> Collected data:
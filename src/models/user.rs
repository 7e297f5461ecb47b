//! User, role and authentication payloads.

use serde::{Deserialize, Serialize};

use super::common::RecordId;

#[derive(Debug, Clone, Copy, Serialize, Deserialize, PartialEq, Eq, Hash)]
#[serde(rename_all = "lowercase")]
pub enum Role {
    Admin,
    Employee,
}

impl Role {
    pub fn as_str(&self) -> &'static str {
        match self {
            Self::Admin => "admin",
            Self::Employee => "employee",
        }
    }
}

impl std::fmt::Display for Role {
    fn fmt(&self, f: &mut std::fmt::Formatter<'_>) -> std::fmt::Result {
        f.write_str(self.as_str())
    }
}

impl std::str::FromStr for Role {
    type Err = String;

    fn from_str(s: &str) -> Result<Self, Self::Err> {
        match s.to_lowercase().as_str() {
            "admin" => Ok(Self::Admin),
            "employee" => Ok(Self::Employee),
            _ => Err(format!("Unknown role: {}", s)),
        }
    }
}

#[derive(Debug, Clone, Serialize, Deserialize, PartialEq)]
pub struct User {
    pub id: RecordId,
    pub name: String,
    pub email: String,
    pub role: Role,
}

impl User {
    pub fn is_admin(&self) -> bool {
        self.role == Role::Admin
    }
}

#[derive(Debug, Clone, Serialize)]
pub struct LoginRequest {
    pub email: String,
    pub password: String,
}

#[derive(Debug, Clone, Serialize)]
pub struct RegisterRequest {
    pub name: String,
    pub email: String,
    pub password: String,
    pub password_confirmation: String,
}

/// Body of a successful `/login` or `/register`
#[derive(Debug, Clone, Serialize, Deserialize)]
pub struct AuthPayload {
    pub token: String,
    pub user: User,
}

> Goal of the exercise:
Begin with the first line of the records and reproduce each line as is, ending with the line that holds "impl std::fmt::Display for".

> Written response:
filename src/models/user.rs
repository 7e297f5461ecb47b
//! User, role and authentication payloads.

use serde::{Deserialize, Serialize};

use super::common::RecordId;

#[derive(Debug, Clone, Copy, Serialize, Deserialize, PartialEq, Eq, Hash)]
#[serde(rename_all = "lowercase")]
pub enum Role {
    Admin,
    Employee,
}

impl Role {
    pub fn as_str(&self) -> &'static str {
        match self {
            Self::Admin => "admin",
            Self::Employee => "employee",
        }
    }
}

impl std::fmt::Display for Role {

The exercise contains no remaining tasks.